Polecam „Zasady wywierania wpływu na ludzi” Roberta Cialdiniego. Ja posiadam starsze wydanie, pod tytułem „Wywieranie wpływu na ludzi” Polecam, gdyż jest to doskonały materiał o relacjach między ludźmi, które można stosować nie tylko w biznesie, ale również w życiu codziennym. Dzięki tej książce dowiecie się o trikach jakie stosują inni ludzie wobec nas, aby uzyskać określone od nas zachowania!!! Brrrrr! Na sto procent o tym nie wiecie, albo nie zdajecie sobie z tego sprawy, jak inni ludzie nami manipulują, a my manipulujemy innymi, lecz jaki będzie bilans tych relacji, w dużym stopniu od nas zależy.

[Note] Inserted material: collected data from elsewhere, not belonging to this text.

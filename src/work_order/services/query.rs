//! Read-side queries: per-actor inbox, listing and statistics.

use crate::access::{
    domain::{Actor, Capability, UserId},
    ports::CapabilityProvider,
};
use crate::work_order::{
    domain::{Presence, WorkOrder, WorkOrderStatus},
    ports::{WorkOrderCounts, WorkOrderFilter, WorkOrderRepository, WorkOrderRepositoryError},
};
use std::sync::Arc;
use thiserror::Error;
use tracing::warn;

/// Work orders waiting on one actor, grouped by the action they need.
///
/// Each list is empty when the actor lacks the capability that action
/// requires.
#[derive(Debug, Clone, Default, PartialEq, Eq)]
pub struct Inbox {
    /// Requests waiting for an execution responsible.
    pub to_authorize: Vec<WorkOrder>,
    /// Orders in review without a reviewer.
    pub to_review: Vec<WorkOrder>,
    /// Reviewed orders waiting for final approval.
    pub to_approve: Vec<WorkOrder>,
    /// Assigned or running orders the actor is responsible for.
    pub assigned_to_me: Vec<WorkOrder>,
    /// Drafts the actor created.
    pub my_drafts: Vec<WorkOrder>,
}

impl Inbox {
    /// Returns the number of orders across every list.
    #[must_use]
    pub fn len(&self) -> usize {
        self.to_authorize.len()
            + self.to_review.len()
            + self.to_approve.len()
            + self.assigned_to_me.len()
            + self.my_drafts.len()
    }

    /// Returns `true` when nothing is waiting on the actor.
    #[must_use]
    pub fn is_empty(&self) -> bool {
        self.len() == 0
    }
}

/// Service-level errors for work-order queries.
#[derive(Debug, Error)]
pub enum QueryError {
    /// The actor lacks the capability the query requires.
    #[error("{actor} lacks capability {capability}")]
    Unauthorized {
        /// Refused actor.
        actor: UserId,
        /// Missing capability.
        capability: Capability,
    },

    /// Repository operation failed.
    #[error(transparent)]
    Repository(#[from] WorkOrderRepositoryError),
}

/// Result type for work-order queries.
pub type QueryResult<T> = Result<T, QueryError>;

/// Work-order query service.
pub struct WorkOrderQueryService<W>
where
    W: WorkOrderRepository,
{
    work_orders: Arc<W>,
    capabilities: Arc<dyn CapabilityProvider>,
}

impl<W> WorkOrderQueryService<W>
where
    W: WorkOrderRepository,
{
    /// Creates a query service.
    #[must_use]
    pub fn new(work_orders: Arc<W>, capabilities: Arc<dyn CapabilityProvider>) -> Self {
        Self {
            work_orders,
            capabilities,
        }
    }

    /// Builds the actor's pending-action lists from current state.
    ///
    /// # Errors
    ///
    /// Returns [`QueryError::Repository`] when a query fails.
    pub async fn inbox(&self, actor: &Actor) -> QueryResult<Inbox> {
        let to_authorize = self
            .list_if(
                actor,
                Capability::AuthorizeOdt,
                WorkOrderFilter::with_statuses([WorkOrderStatus::Request]),
            )
            .await?;
        let to_review = self
            .list_if(
                actor,
                Capability::ReviewOdt,
                WorkOrderFilter {
                    reviewer: Presence::Unset,
                    ..WorkOrderFilter::with_statuses([WorkOrderStatus::InReview])
                },
            )
            .await?;
        let to_approve = self
            .list_if(
                actor,
                Capability::ApproveOdt,
                WorkOrderFilter {
                    reviewer: Presence::Set,
                    approver: Presence::Unset,
                    ..WorkOrderFilter::with_statuses([WorkOrderStatus::InReview])
                },
            )
            .await?;
        let assigned_to_me = self
            .work_orders
            .list(&WorkOrderFilter {
                responsible: Some(actor.id()),
                ..WorkOrderFilter::with_statuses([
                    WorkOrderStatus::Assigned,
                    WorkOrderStatus::InExecution,
                ])
            })
            .await?;
        let my_drafts = self
            .work_orders
            .list(&WorkOrderFilter {
                creator: Some(actor.id()),
                ..WorkOrderFilter::with_statuses([WorkOrderStatus::Draft])
            })
            .await?;

        Ok(Inbox {
            to_authorize,
            to_review,
            to_approve,
            assigned_to_me,
            my_drafts,
        })
    }

    /// Lists work orders matching `filter`, newest first.
    ///
    /// # Errors
    ///
    /// Returns [`QueryError::Repository`] when the query fails.
    pub async fn list(&self, filter: &WorkOrderFilter) -> QueryResult<Vec<WorkOrder>> {
        Ok(self.work_orders.list(filter).await?)
    }

    /// Counts work orders by status and priority.
    ///
    /// # Errors
    ///
    /// Returns [`QueryError::Unauthorized`] without `view_stats` and
    /// [`QueryError::Repository`] when the query fails.
    pub async fn statistics(&self, actor: &Actor) -> QueryResult<WorkOrderCounts> {
        if !self
            .capabilities
            .actor_has_capability(actor, Capability::ViewStats)
        {
            warn!(actor = %actor.id(), "statistics denied");
            return Err(QueryError::Unauthorized {
                actor: actor.id(),
                capability: Capability::ViewStats,
            });
        }
        Ok(self.work_orders.status_counts().await?)
    }

    async fn list_if(
        &self,
        actor: &Actor,
        capability: Capability,
        filter: WorkOrderFilter,
    ) -> QueryResult<Vec<WorkOrder>> {
        if !self.capabilities.actor_has_capability(actor, capability) {
            return Ok(Vec::new());
        }
        Ok(self.work_orders.list(&filter).await?)
    }
}
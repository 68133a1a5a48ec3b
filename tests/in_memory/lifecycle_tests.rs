//! End-to-end approval flow over in-memory adapters.

use super::helpers::{Plant, applied, plant};
use odt_control::{
    machinery::domain::MachineState,
    work_order::{
        domain::WorkOrderStatus,
        services::{TransitionOutcome, WorkflowError},
    },
};
use rstest::rstest;

#[rstest]
#[tokio::test(flavor = "multi_thread")]
async fn breakdown_is_drafted_executed_and_approved(plant: Plant) -> Result<(), eyre::Report> {
    let machine = plant.machine("EX-200").await?;
    plant
        .registry
        .change_state(machine.id(), MachineState::MaintenanceRequired)
        .await?;

    let drafts = plant.orders_for(&machine).await?;
    eyre::ensure!(drafts.len() == 1, "expected one draft, found {}", drafts.len());
    let draft = &drafts[0];
    eyre::ensure!(
        draft.title().contains("MAINTENANCE"),
        "unexpected title {}",
        draft.title()
    );
    eyre::ensure!(draft.creator() == Some(plant.staff.operator.id()));

    let in_review = plant.into_review(draft.id()).await?;
    let detail = in_review
        .execution_detail()
        .ok_or_else(|| eyre::eyre!("execution detail missing"))?;
    eyre::ensure!(detail.is_signed(), "detail must be signed on hand-in");

    let staff = &plant.staff;
    applied(plant.workflow.review_approve(&staff.supervisor, draft.id()).await?)?;
    let approved = applied(plant.workflow.approve_final(&staff.manager, draft.id()).await?)?;
    eyre::ensure!(approved.status() == WorkOrderStatus::Approved);
    eyre::ensure!(approved.reviewer() == Some(staff.supervisor.id()));
    eyre::ensure!(approved.approver() == Some(staff.manager.id()));

    let current = plant
        .registry
        .find_by_id(machine.id())
        .await?
        .ok_or_else(|| eyre::eyre!("machine vanished"))?;
    eyre::ensure!(current.state() == MachineState::InMaintenance);

    // Entering maintenance is not a trigger, so no second draft appears.
    eyre::ensure!(plant.orders_for(&machine).await?.len() == 1);

    let closed = applied(plant.workflow.close(&staff.manager, draft.id()).await?)?;
    eyre::ensure!(closed.status() == WorkOrderStatus::Closed);
    Ok(())
}

#[rstest]
#[tokio::test(flavor = "multi_thread")]
async fn approval_without_review_is_refused_and_leaves_machine(
    plant: Plant,
) -> Result<(), eyre::Report> {
    let machine = plant.machine("EX-201").await?;
    plant
        .registry
        .change_state(machine.id(), MachineState::OutOfService)
        .await?;
    let draft_id = plant.orders_for(&machine).await?[0].id();
    plant.into_review(draft_id).await?;

    let outcome = plant
        .workflow
        .approve_final(&plant.staff.manager, draft_id)
        .await?;

    eyre::ensure!(
        outcome
            == TransitionOutcome::NotEligible {
                id: draft_id,
                operation: "approve_final",
                status: WorkOrderStatus::InReview,
            },
        "unexpected outcome {outcome:?}"
    );
    let current = plant
        .registry
        .find_by_id(machine.id())
        .await?
        .ok_or_else(|| eyre::eyre!("machine vanished"))?;
    eyre::ensure!(current.state() == MachineState::OutOfService);
    Ok(())
}

#[rstest]
#[tokio::test(flavor = "multi_thread")]
async fn repeated_operations_are_idempotent(plant: Plant) -> Result<(), eyre::Report> {
    let machine = plant.machine("EX-202").await?;
    plant
        .registry
        .change_state(machine.id(), MachineState::MaintenanceRequired)
        .await?;
    let id = plant.orders_for(&machine).await?[0].id();
    let staff = &plant.staff;

    let first = plant.workflow.submit_request(&staff.operator, id).await?;
    let second = plant.workflow.submit_request(&staff.operator, id).await?;

    eyre::ensure!(first.is_applied());
    eyre::ensure!(!second.is_applied());
    let stored = plant
        .workflow
        .find(&staff.manager, id)
        .await?
        .ok_or_else(|| eyre::eyre!("order vanished"))?;
    eyre::ensure!(first.applied().as_ref() == Some(&stored));
    Ok(())
}

#[rstest]
#[tokio::test(flavor = "multi_thread")]
async fn unauthorized_actor_changes_nothing(plant: Plant) -> Result<(), eyre::Report> {
    let machine = plant.machine("EX-203").await?;
    plant
        .registry
        .change_state(machine.id(), MachineState::MaintenanceRequired)
        .await?;
    let id = plant.orders_for(&machine).await?[0].id();
    plant.into_review(id).await?;

    let result = plant
        .workflow
        .review_approve(&plant.staff.technician, id)
        .await;

    eyre::ensure!(
        matches!(
            result,
            Err(WorkflowError::Unauthorized {
                operation: "review_approve",
                ..
            })
        ),
        "expected refusal, got {result:?}"
    );
    let stored = plant
        .workflow
        .find(&plant.staff.manager, id)
        .await?
        .ok_or_else(|| eyre::eyre!("order vanished"))?;
    eyre::ensure!(stored.reviewer().is_none());
    Ok(())
}

#[rstest]
#[tokio::test(flavor = "multi_thread")]
async fn inbox_tracks_the_order_through_its_life(plant: Plant) -> Result<(), eyre::Report> {
    let machine = plant.machine("EX-204").await?;
    plant
        .registry
        .change_state(machine.id(), MachineState::MaintenanceRequired)
        .await?;
    let id = plant.orders_for(&machine).await?[0].id();
    let staff = &plant.staff;

    eyre::ensure!(plant.queries.inbox(&staff.operator).await?.my_drafts.len() == 1);
    plant.into_review(id).await?;
    eyre::ensure!(plant.queries.inbox(&staff.supervisor).await?.to_review.len() == 1);
    eyre::ensure!(plant.queries.inbox(&staff.manager).await?.to_approve.is_empty());

    applied(plant.workflow.review_approve(&staff.supervisor, id).await?)?;

    eyre::ensure!(plant.queries.inbox(&staff.supervisor).await?.to_review.is_empty());
    eyre::ensure!(plant.queries.inbox(&staff.manager).await?.to_approve.len() == 1);
    Ok(())
}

Tymczasem dolna piłka została wysłana i najwyraźniej była nie do odebrania, gdyż odpowiedzi od tej osoby nie otrzymałem. Ale na sto procent wiem, że gdybym pokazał się z innej strony, w innym świetle, sugerując tej osobie, że współpraca ze mną przyniesie jej ogromne korzyści, to odpowiedź by czym prędzej nadeszła. Ale cóż. Mam przynajmniej święty spokój w tej kwestii i mogę nadal robić swoje.